On Wed, Apr 18, 2012 at 11:53:51AM +0800, Xiao Guangrong wrote:
> On 04/18/2012 09:47 AM, Marcelo Tosatti wrote:
> 
> > On Fri, Apr 13, 2012 at 06:16:33PM +0800, Xiao Guangrong wrote:
> >> If the the present bit of page fault error code is set, it indicates
> >> the shadow page is populated on all levels, it means what we do is
> >> only modify the access bit which can be done out of mmu-lock
> >>
> >> Currently, in order to simplify the code, we only fix the page fault
> >> caused by write-protect on the fast path
> >>
> >> Signed-off-by: Xiao Guangrong <[email protected]>
> >> ---
> >>  arch/x86/kvm/mmu.c         |  205 
> >> ++++++++++++++++++++++++++++++++++++++++----
> >>  arch/x86/kvm/paging_tmpl.h |    3 +
> >>  2 files changed, 192 insertions(+), 16 deletions(-)
> >>
> >> diff --git a/arch/x86/kvm/mmu.c b/arch/x86/kvm/mmu.c
> >> index efa5d59..fc91667 100644
> >> --- a/arch/x86/kvm/mmu.c
> >> +++ b/arch/x86/kvm/mmu.c
> >> @@ -446,6 +446,13 @@ static bool __check_direct_spte_mmio_pf(u64 spte)
> >>  }
> >>  #endif
> >>
> >> +static bool spte_wp_by_dirty_log(u64 spte)
> >> +{
> >> +  WARN_ON(is_writable_pte(spte));
> >> +
> >> +  return (spte & SPTE_ALLOW_WRITE) && !(spte & SPTE_WRITE_PROTECT);
> >> +}
> >> +
> >>  static bool spte_has_volatile_bits(u64 spte)
> >>  {
> >>    if (!shadow_accessed_mask)
> >> @@ -454,9 +461,18 @@ static bool spte_has_volatile_bits(u64 spte)
> >>    if (!is_shadow_present_pte(spte))

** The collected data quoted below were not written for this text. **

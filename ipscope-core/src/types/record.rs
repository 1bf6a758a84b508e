//! Normalized lookup results.

use serde::{Deserialize, Serialize};
use serde_json::{Map, Value};

/// Geolocation and ownership metadata for one address.
///
/// Every field is optional because providers may omit any of them. Fields a
/// provider returns outside the normalized set are preserved in `extra` and
/// serialized inline, so the JSON form mirrors the provider payload.
///
/// A record is an immutable snapshot of provider output at fetch time; the
/// cache shares it behind an `Arc` and only ever replaces it wholesale.
#[derive(Clone, Debug, Default, PartialEq, Serialize, Deserialize)]
pub struct ResultRecord {
    /// Address the record describes
    #[serde(default, skip_serializing_if = "Option::is_none")]
    pub ip: Option<String>,
    /// City name
    #[serde(default, skip_serializing_if = "Option::is_none")]
    pub city: Option<String>,
    /// Region / state name
    #[serde(default, skip_serializing_if = "Option::is_none")]
    pub region: Option<String>,
    /// Region / state code
    #[serde(default, skip_serializing_if = "Option::is_none")]
    pub region_code: Option<String>,
    /// ISO 3166-1 alpha-2 country code
    #[serde(default, skip_serializing_if = "Option::is_none")]
    pub country: Option<String>,
    /// Country display name
    #[serde(default, skip_serializing_if = "Option::is_none")]
    pub country_name: Option<String>,
    /// Postal code
    #[serde(default, skip_serializing_if = "Option::is_none")]
    pub postal: Option<String>,
    /// Latitude in decimal degrees
    #[serde(default, skip_serializing_if = "Option::is_none")]
    pub latitude: Option<f64>,
    /// Longitude in decimal degrees
    #[serde(default, skip_serializing_if = "Option::is_none")]
    pub longitude: Option<f64>,
    /// IANA timezone name
    #[serde(default, skip_serializing_if = "Option::is_none")]
    pub timezone: Option<String>,
    /// Owning organization
    #[serde(default, skip_serializing_if = "Option::is_none")]
    pub org: Option<String>,
    /// Autonomous system number, e.g. `AS15169`
    #[serde(default, skip_serializing_if = "Option::is_none")]
    pub asn: Option<String>,
    /// ISO 4217 currency code
    #[serde(default, skip_serializing_if = "Option::is_none")]
    pub currency: Option<String>,
    /// Reverse DNS name
    #[serde(default, skip_serializing_if = "Option::is_none")]
    pub hostname: Option<String>,
    /// Provider fields outside the normalized set
    #[serde(flatten)]
    pub extra: Map<String, Value>,
}

impl ResultRecord {
    /// Returns `(latitude, longitude)` when both are known.
    pub fn coordinates(&self) -> Option<(f64, f64)> {
        self.latitude.zip(self.longitude)
    }
}
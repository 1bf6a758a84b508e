//! In-memory TTL cache for lookup results.

use std::collections::HashMap;
use std::sync::Arc;
use std::time::{Duration, Instant};

use parking_lot::RwLock;
use serde::{Deserialize, Serialize};
use tracing::debug;

use ipscope_core::clock::{Clock, SystemClock};
use ipscope_core::constants::{
    DEFAULT_CACHE_MAX_ENTRIES, DEFAULT_CACHE_SWEEP_SECS, DEFAULT_CACHE_TTL_SECS,
};
use ipscope_core::types::{LookupKey, ResultRecord};

/// Cache entry with its insertion time.
#[derive(Clone)]
struct CacheEntry {
    record: Arc<ResultRecord>,
    inserted_at: Instant,
}

impl CacheEntry {
    /// Visible only while `now < inserted_at + ttl`.
    fn is_expired(&self, now: Instant, ttl: Duration) -> bool {
        now.saturating_duration_since(self.inserted_at) >= ttl
    }
}

/// Cache configuration.
#[derive(Clone, Debug, Serialize, Deserialize)]
pub struct CacheConfig {
    /// Maximum number of entries
    pub max_entries: usize,
    /// Entry time-to-live in seconds
    pub ttl_seconds: u64,
    /// Interval between active sweeps of expired entries, in seconds
    pub sweep_interval_seconds: u64,
}

impl Default for CacheConfig {
    fn default() -> Self {
        Self {
            max_entries: DEFAULT_CACHE_MAX_ENTRIES,
            ttl_seconds: DEFAULT_CACHE_TTL_SECS,
            sweep_interval_seconds: DEFAULT_CACHE_SWEEP_SECS,
        }
    }
}

impl CacheConfig {
    /// Entry time-to-live.
    pub fn ttl(&self) -> Duration {
        Duration::from_secs(self.ttl_seconds)
    }

    /// Interval between active sweeps.
    pub fn sweep_interval(&self) -> Duration {
        Duration::from_secs(self.sweep_interval_seconds)
    }
}

/// In-memory cache for lookup results.
///
/// Safe for concurrent use. Concurrent writes to the same key are last
/// writer wins; an expired entry is absent whether or not it has been
/// swept yet.
pub struct ResultCache {
    entries: RwLock<HashMap<LookupKey, CacheEntry>>,
    config: CacheConfig,
    clock: Arc<dyn Clock>,
}

impl ResultCache {
    /// Creates a new cache with default configuration.
    pub fn new() -> Self {
        Self::with_config(CacheConfig::default())
    }

    /// Creates a cache with custom configuration.
    pub fn with_config(config: CacheConfig) -> Self {
        Self::with_clock(config, SystemClock::shared())
    }

    /// Creates a cache reading time from the given clock.
    pub fn with_clock(config: CacheConfig, clock: Arc<dyn Clock>) -> Self {
        Self {
            entries: RwLock::new(HashMap::new()),
            config,
            clock,
        }
    }

    /// Returns the cache configuration.
    pub fn config(&self) -> &CacheConfig {
        &self.config
    }

    /// Gets a cached record.
    ///
    /// Returns None if never inserted or expired.
    pub fn get(&self, key: &LookupKey) -> Option<Arc<ResultRecord>> {
        let now = self.clock.now();
        let ttl = self.config.ttl();

        let entries = self.entries.read();

        if let Some(entry) = entries.get(key) {
            if !entry.is_expired(now, ttl) {
                return Some(Arc::clone(&entry.record));
            }
        }

        None
    }

    /// Stores a record, replacing any previous entry and resetting its age.
    pub fn put(&self, key: LookupKey, record: Arc<ResultRecord>) {
        let now = self.clock.now();
        let ttl = self.config.ttl();

        let mut entries = self.entries.write();

        // At capacity: drop expired entries first
        if entries.len() >= self.config.max_entries && !entries.contains_key(&key) {
            entries.retain(|_, entry| !entry.is_expired(now, ttl));
        }

        // Still at capacity? Remove oldest entry
        if entries.len() >= self.config.max_entries && !entries.contains_key(&key) {
            if let Some(oldest_key) = entries
                .iter()
                .min_by_key(|(_, e)| e.inserted_at)
                .map(|(k, _)| k.clone())
            {
                debug!(key = %oldest_key, "Evicting oldest cache entry");
                entries.remove(&oldest_key);
            }
        }

        entries.insert(key, CacheEntry {
            record,
            inserted_at: now,
        });
    }

    /// Removes a cached entry.
    pub fn remove(&self, key: &LookupKey) {
        self.entries.write().remove(key);
    }

    /// Clears all cached entries regardless of remaining TTL.
    ///
    /// Returns the number of entries removed.
    pub fn clear(&self) -> usize {
        let mut entries = self.entries.write();
        let removed = entries.len();
        entries.clear();
        removed
    }

    /// Removes all expired entries.
    ///
    /// Returns the number of entries removed.
    pub fn cleanup_expired(&self) -> usize {
        let now = self.clock.now();
        let ttl = self.config.ttl();

        let mut entries = self.entries.write();
        let before = entries.len();
        entries.retain(|_, entry| !entry.is_expired(now, ttl));
        before - entries.len()
    }

    /// Returns the number of stored entries, including expired ones not yet swept.
    pub fn len(&self) -> usize {
        self.entries.read().len()
    }

    /// Returns true if nothing is stored.
    pub fn is_empty(&self) -> bool {
        self.entries.read().is_empty()
    }

    /// Returns cache statistics.
    pub fn stats(&self) -> CacheStats {
        let now = self.clock.now();
        let ttl = self.config.ttl();

        let entries = self.entries.read();
        let expired = entries.values().filter(|e| e.is_expired(now, ttl)).count();

        CacheStats {
            total_entries: entries.len(),
            expired_entries: expired,
            valid_entries: entries.len() - expired,
            capacity: self.config.max_entries,
            ttl_seconds: self.config.ttl_seconds,
        }
    }
}

impl Default for ResultCache {
    fn default() -> Self {
        Self::new()
    }
}

/// Cache statistics.
#[derive(Clone, Debug, Serialize)]
pub struct CacheStats {
    /// Total entries (including expired)
    pub total_entries: usize,
    /// Expired entries not yet swept
    pub expired_entries: usize,
    /// Valid (non-expired) entries
    pub valid_entries: usize,
    /// Maximum capacity
    pub capacity: usize,
    /// Configured time-to-live
    pub ttl_seconds: u64,
}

> >>            return false;
> >>
> >> -  if ((spte & shadow_accessed_mask) &&
> >> -        (!is_writable_pte(spte) || (spte & shadow_dirty_mask)))
> >> -          return false;
> >> +  if (spte & shadow_accessed_mask) {
> >> +          if (is_writable_pte(spte))

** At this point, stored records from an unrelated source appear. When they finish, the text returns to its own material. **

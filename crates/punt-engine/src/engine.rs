//! The engine facade.
//!
//! `MarketEngine` implements every external operation and owns the
//! per-item lock discipline: each trading or settlement call acquires
//! the target item's lock for its whole read-compute-write span, so
//! operations on the same item serialize while different items proceed
//! in parallel. Raw outcome and result strings are normalized here, at
//! the ingress boundary, and nowhere else.

use chrono::{NaiveDate, Utc};
use rust_decimal::Decimal;
use tracing::debug;

use punt_common::{ItemId, ItemStatus, Outcome, PredictionKind, UserId};

use crate::config::EngineConfig;
use crate::error::{EngineError, Result};
use crate::item::{MarketItem, MarketSnapshot};
use crate::ledger::{Prediction, PredictionLedger};
use crate::metrics::EngineMetrics;
use crate::resolution::{self, SettlementSummary};
use crate::store::{lock_item, MarketStore};
use crate::tickets::TicketAllocator;
use crate::users::UserRegistry;

/// How many shares a sell request covers.
#[derive(Debug, Clone, Copy, PartialEq, Eq)]
pub enum SellAmount {
    /// Close the whole position.
    All,
    /// Sell exactly this many shares.
    Exact(Decimal),
}

/// Direction of a boost stake adjustment.
#[derive(Debug, Clone, Copy, PartialEq, Eq)]
pub enum StakeAction {
    Add,
    Withdraw,
}

/// Result of a successful buy.
#[derive(Debug, Clone)]
pub struct BuyReceipt {
    pub position: Prediction,
    /// Outcome liquidity after the buy.
    pub new_liquidity: Decimal,
    /// Outcome share total after the buy.
    pub new_shares: Decimal,
}

/// Result of a successful sell.
#[derive(Debug, Clone)]
pub struct SellReceipt {
    pub payout: Decimal,
    pub shares_sold: Decimal,
    pub position: Prediction,
}

/// Result of a successful resolution.
#[derive(Debug, Clone)]
pub struct ResolveReceipt {
    pub item: MarketSnapshot,
    pub summary: SettlementSummary,
}

/// Market-making and settlement engine.
pub struct MarketEngine {
    config: EngineConfig,
    store: MarketStore,
    ledger: PredictionLedger,
    users: UserRegistry,
    tickets: TicketAllocator,
    metrics: EngineMetrics,
}
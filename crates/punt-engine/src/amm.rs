//! AMM pricing and quote math.
//!
//! Pure functions over an item's liquidity pools; the engine applies
//! the resulting deltas while holding the item lock.
//!
//! The buy quote intentionally grants more shares to the outcome that
//! already holds more liquidity. That is the inverse of a classical
//! constant-product curve, but it is the pricing rule the historical
//! payout math was built on, so it is preserved bit-for-bit. See
//! DESIGN.md before changing it.

use rust_decimal::Decimal;

/// Shares granted for investing `invest` into an outcome backed by
/// `outcome_liquidity` out of `total_liquidity`:
///
/// `shares = invest * outcome_liquidity / (total_liquidity + invest)`
///
/// Callers guarantee `invest > 0` and `total_liquidity > 0`.
pub fn buy_shares(invest: Decimal, outcome_liquidity: Decimal, total_liquidity: Decimal) -> Decimal {
    invest * outcome_liquidity / (total_liquidity + invest)
}

/// Payout for selling `sell_shares` of an outcome:
///
/// `payout = sell_shares * total_liquidity / (outcome_liquidity + sell_shares)`
///
/// Returns zero when either pool is empty; no fee is charged on sell.
pub fn sell_payout(
    sell_shares: Decimal,
    outcome_liquidity: Decimal,
    total_liquidity: Decimal,
) -> Decimal {
    if total_liquidity <= Decimal::ZERO || outcome_liquidity <= Decimal::ZERO {
        return Decimal::ZERO;
    }
    sell_shares * total_liquidity / (outcome_liquidity + sell_shares)
}

/// Market payout of a winning position at resolution:
///
/// `(owned_shares / winning_outcome_shares) * total_liquidity`
///
/// Zero when no shares were ever issued for the winning outcome.
pub fn resolution_payout(
    owned_shares: Decimal,
    winning_outcome_shares: Decimal,
    total_liquidity: Decimal,
) -> Decimal {
    if winning_outcome_shares <= Decimal::ZERO || owned_shares <= Decimal::ZERO {
        return Decimal::ZERO;
    }
    owned_shares / winning_outcome_shares * total_liquidity
}
//! In-memory market item store with per-item exclusion.
//!
//! Each item sits behind its own `parking_lot::Mutex`. Every trading
//! and settlement operation acquires that mutex for its whole
//! read-compute-write span, so two concurrent buys can never price off
//! the same stale liquidity snapshot, and resolution is the last writer
//! once it commits. Lock waits are bounded: a caller that cannot get
//! the lock within the configured budget receives a retryable
//! `LockTimeout` and nothing is applied.

use std::sync::Arc;
use std::time::Duration;

use dashmap::DashMap;
use parking_lot::Mutex;

use punt_common::ItemId;

use crate::error::{EngineError, Result};
use crate::item::MarketItem;

/// Shared handle to one item's lock-protected state.
pub type ItemHandle = Arc<Mutex<MarketItem>>;

/// Owner of all market items.
#[derive(Debug, Default)]
pub struct MarketStore {
    items: DashMap<ItemId, ItemHandle>,
}

impl MarketStore {
    pub fn new() -> Self {
        Self {
            items: DashMap::new(),
        }
    }

    /// Register a new item, returning its id.
    pub fn insert(&self, item: MarketItem) -> ItemId {
        let id = item.id;
        self.items.insert(id, Arc::new(Mutex::new(item)));
        id
    }

    /// Fetch the handle for an item.
    pub fn get(&self, id: &ItemId) -> Result<ItemHandle> {
        self.items
            .get(id)
            .map(|entry| Arc::clone(entry.value()))
            .ok_or(EngineError::ItemNotFound(*id))
    }

    /// Whether an item exists.
    pub fn contains(&self, id: &ItemId) -> bool {
        self.items.contains_key(id)
    }

    /// Number of registered items.
    pub fn len(&self) -> usize {
        self.items.len()
    }

    pub fn is_empty(&self) -> bool {
        self.items.is_empty()
    }

    /// Ids of all registered items.
    pub fn ids(&self) -> Vec<ItemId> {
        self.items.iter().map(|entry| *entry.key()).collect()
    }
}

/// Acquire an item's lock within `wait`, or fail with a retryable
/// conflict. The guard borrows from `handle`, so callers keep the
/// handle alive for the guard's lifetime.
pub fn lock_item(
    handle: &ItemHandle,
    id: ItemId,
    wait: Duration,
) -> Result<parking_lot::MutexGuard<'_, MarketItem>> {
    handle
        .try_lock_for(wait)
        .ok_or(EngineError::LockTimeout(id))
}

> >> +                  return !(spte & shadow_dirty_mask);
> >> +
> >> +          /*
> >> +           * If the spte is write-protected by dirty-log, it may
> >> +           * be marked writable on fast page fault path, then CPU
> >> +           * can modify the Dirty bit.
> >> +           */
> >> +          if (!spte_wp_by_dirty_log(spte))

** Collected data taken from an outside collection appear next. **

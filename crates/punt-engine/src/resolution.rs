//! Resolution: the one-way transition that fixes an item's result and
//! settles every prediction referencing it.
//!
//! The caller holds the item lock for the whole pass, so the pool
//! totals read here are exactly the totals at the commit point and no
//! trade can interleave. All validation happens before the first
//! mutation; once the result is committed the remaining steps are
//! infallible arithmetic, which is what makes the pass all-or-nothing.

use rust_decimal::Decimal;
use tracing::{info, warn};

use punt_common::{Outcome, PredictionKind, PredictionStatus};

use crate::amm;
use crate::boost::{self, BoostDistribution};
use crate::config::FeeConfig;
use crate::error::{EngineError, Result};
use crate::item::MarketItem;
use crate::ledger::PredictionLedger;

/// Summary of one item's settlement pass.
#[derive(Debug, Clone)]
pub struct SettlementSummary {
    pub result: Outcome,
    /// Predictions classified (won or lost) in this pass.
    pub predictions_settled: usize,
    /// Market positions that received a resolution payout.
    pub market_winners: usize,
    pub boost: BoostDistribution,
}

/// Resolve `item` with the operator-supplied raw result string.
///
/// Rejections (`AlreadyResolved`, `InvalidResult`) leave the item and
/// every prediction untouched and still tradable.
pub fn resolve_item(
    item: &mut MarketItem,
    ledger: &PredictionLedger,
    raw_result: &str,
    fees: &FeeConfig,
) -> Result<SettlementSummary> {
    if item.is_resolved {
        return Err(EngineError::AlreadyResolved);
    }
    let result = item
        .variant
        .normalize_result(raw_result)
        .ok_or_else(|| {
            warn!(item = %item.id, raw = raw_result, "rejected unrecognized result");
            EngineError::InvalidResult(raw_result.to_string())
        })?;

    // Commit point: after this write, trading is permanently rejected.
    item.commit_result(result);

    // Pool totals at the moment of resolution drive every market payout.
    let total_liquidity = item.total_liquidity();
    let winning_shares = item.shares(result);

    let mut market_winners = 0;
    let predictions_settled = ledger.for_item_mut(&item.id, |prediction| {
        prediction.status = if prediction.outcome == result {
            PredictionStatus::Won
        } else {
            PredictionStatus::Lost
        };

        if prediction.kind == PredictionKind::Market
            && prediction.status == PredictionStatus::Won
        {
            let payout =
                amm::resolution_payout(prediction.shares, winning_shares, total_liquidity);
            if payout > Decimal::ZERO {
                prediction.payout = payout;
                market_winners += 1;
            }
            // Market payouts realize immediately; only the transfer of
            // funds happens elsewhere.
            prediction.status = PredictionStatus::Settled;
        }
    });

    let boost = boost::distribute(ledger, &item.id, item.boost_pool, fees);

    info!(
        item = %item.id,
        result = %result,
        predictions = predictions_settled,
        market_winners,
        boost_paid = %boost.total_paid,
        "resolved item"
    );

    Ok(SettlementSummary {
        result,
        predictions_settled,
        market_winners,
        boost,
    })
}

#[cfg(test)]
mod tests {
    use super::*;
    use rust_decimal_macros::dec;

    use punt_common::{ItemStatus, UserId};

    use crate::ledger::Prediction;

    fn market_row(item: &MarketItem, outcome: Outcome, shares: Decimal) -> Prediction {
        let mut p = Prediction::new(UserId::new(), item.id, PredictionKind::Market, outcome);
        p.shares = shares;
        p
    }

    #[test]
    fn test_resolve_classifies_and_settles_market() {
        let mut item = MarketItem::new_poll("q");
        item.seed_liquidity(&[(Outcome::Yes, dec!(7)), (Outcome::No, dec!(5))]);
        item.apply_buy(Outcome::Yes, Decimal::ZERO, dec!(1.0));

        let ledger = PredictionLedger::new();
        let winner = market_row(&item, Outcome::Yes, dec!(0.5));
        let loser = market_row(&item, Outcome::No, dec!(0.3));
        let wkey = (winner.user, item.id, PredictionKind::Market);
        let lkey = (loser.user, item.id, PredictionKind::Market);
        ledger.insert(winner);
        ledger.insert(loser);

        let summary =
            resolve_item(&mut item, &ledger, "YES", &FeeConfig::default()).unwrap();
        assert_eq!(summary.result, Outcome::Yes);
        assert_eq!(summary.predictions_settled, 2);
        assert_eq!(summary.market_winners, 1);

        // 0.5 of 1.0 winning shares on a 12.0 pot.
        let won = ledger.get(&wkey).unwrap();
        assert_eq!(won.status, PredictionStatus::Settled);
        assert!((won.payout - dec!(6)).abs() < dec!(0.0001));

        let lost = ledger.get(&lkey).unwrap();
        assert_eq!(lost.status, PredictionStatus::Lost);
        assert_eq!(lost.payout, Decimal::ZERO);

        assert!(item.is_resolved);
        assert_eq!(item.status, ItemStatus::Completed);
    }

    #[test]
    fn test_second_resolve_rejected() {
        let mut item = MarketItem::new_poll("q");
        let ledger = PredictionLedger::new();
        resolve_item(&mut item, &ledger, "yes", &FeeConfig::default()).unwrap();

        let before = item.clone();
        let err = resolve_item(&mut item, &ledger, "no", &FeeConfig::default()).unwrap_err();
        assert_eq!(err, EngineError::AlreadyResolved);
        assert_eq!(item.result, before.result);
        assert_eq!(item.status, before.status);
    }

    #[test]
    fn test_invalid_result_leaves_item_untouched() {
        let mut item = MarketItem::new_match("Brazil", "Argentina");
        let ledger = PredictionLedger::new();
        ledger.insert(market_row(&item, Outcome::TeamA, dec!(1)));

        let err =
            resolve_item(&mut item, &ledger, "germany", &FeeConfig::default()).unwrap_err();
        assert_eq!(err, EngineError::InvalidResult("germany".to_string()));
        assert!(!item.is_resolved);
        assert_eq!(item.status, ItemStatus::Upcoming);
        assert!(item.result.is_none());
        for row in ledger.for_item(&item.id) {
            assert_eq!(row.status, PredictionStatus::Pending);
        }
    }

    #[test]
    fn test_team_name_result_accepted() {
        let mut item = MarketItem::new_match("Brazil", "Argentina");
        let ledger = PredictionLedger::new();
        let summary =
            resolve_item(&mut item, &ledger, "Argentina", &FeeConfig::default()).unwrap();
        assert_eq!(summary.result, Outcome::TeamB);
    }

    #[test]
    fn test_zero_winning_shares_pays_nothing() {
        let mut item = MarketItem::new_poll("q");
        item.seed_liquidity(&[(Outcome::Yes, dec!(5)), (Outcome::No, dec!(5))]);

        let ledger = PredictionLedger::new();
        // Winner on outcome that never had shares issued at item level.
        let row = market_row(&item, Outcome::Yes, dec!(2));
        let key = (row.user, item.id, PredictionKind::Market);
        ledger.insert(row);

        resolve_item(&mut item, &ledger, "yes", &FeeConfig::default()).unwrap();
        let settled = ledger.get(&key).unwrap();
        assert_eq!(settled.payout, Decimal::ZERO);
        assert_eq!(settled.status, PredictionStatus::Settled);
    }

    #[test]
    fn test_free_predictions_only_won_lost() {
        let mut item = MarketItem::new_poll("q");
        let ledger = PredictionLedger::new();
        let free = Prediction::new(UserId::new(), item.id, PredictionKind::Free, Outcome::Yes);
        let key = (free.user, item.id, PredictionKind::Free);
        ledger.insert(free);

        resolve_item(&mut item, &ledger, "yes", &FeeConfig::default()).unwrap();
        let row = ledger.get(&key).unwrap();
        assert_eq!(row.status, PredictionStatus::Won);
        assert_eq!(row.payout, Decimal::ZERO);
    }
}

> >> +                  return false;
> >> +  }
> >>
> >>    return true;
> >>  }
> >> @@ -1109,26 +1125,18 @@ static void drop_spte(struct kvm *kvm, u64 *sptep)
> >>            rmap_remove(kvm, sptep);
> >>  }
> >>
> >> -static bool spte_wp_by_dirty_log(u64 spte)
> >> -{
> >> -  WARN_ON(is_writable_pte(spte));
> >> -
> >> -  return (spte & SPTE_ALLOW_WRITE) && !(spte & SPTE_WRITE_PROTECT);
> >> -}
> >> -
> >>  static void spte_write_protect(struct kvm *kvm, u64 *sptep, bool large,
> >>                           bool *flush, bool page_table_protect)
> >>  {
> >>    u64 spte = *sptep;
> >>
> >>    if (is_writable_pte(spte)) {
> >> -          *flush |= true;
> >> -
> >>            if (large) {
> >>                    pgprintk("rmap_write_protect(large): spte %p %llx\n",
> >>                             spte, *spte);
> >>                    BUG_ON(!is_large_pte(spte));
> >>
> >> +                  *flush |= true;
> >>                    drop_spte(kvm, sptep);
> >>                    --kvm->stat.lpages;
> >>                    return;
> >> @@ -1137,6 +1145,9 @@ static void spte_write_protect(struct kvm *kvm, u64 
> >> *sptep, bool large,
> >>            goto reset_spte;
> >>    }
> >>
> >> +  /* We need flush tlbs in this case: the fast page fault path
> >> +   * can mark the spte writable after we read the sptep.
> >> +   */
> >>    if (page_table_protect && spte_wp_by_dirty_log(spte))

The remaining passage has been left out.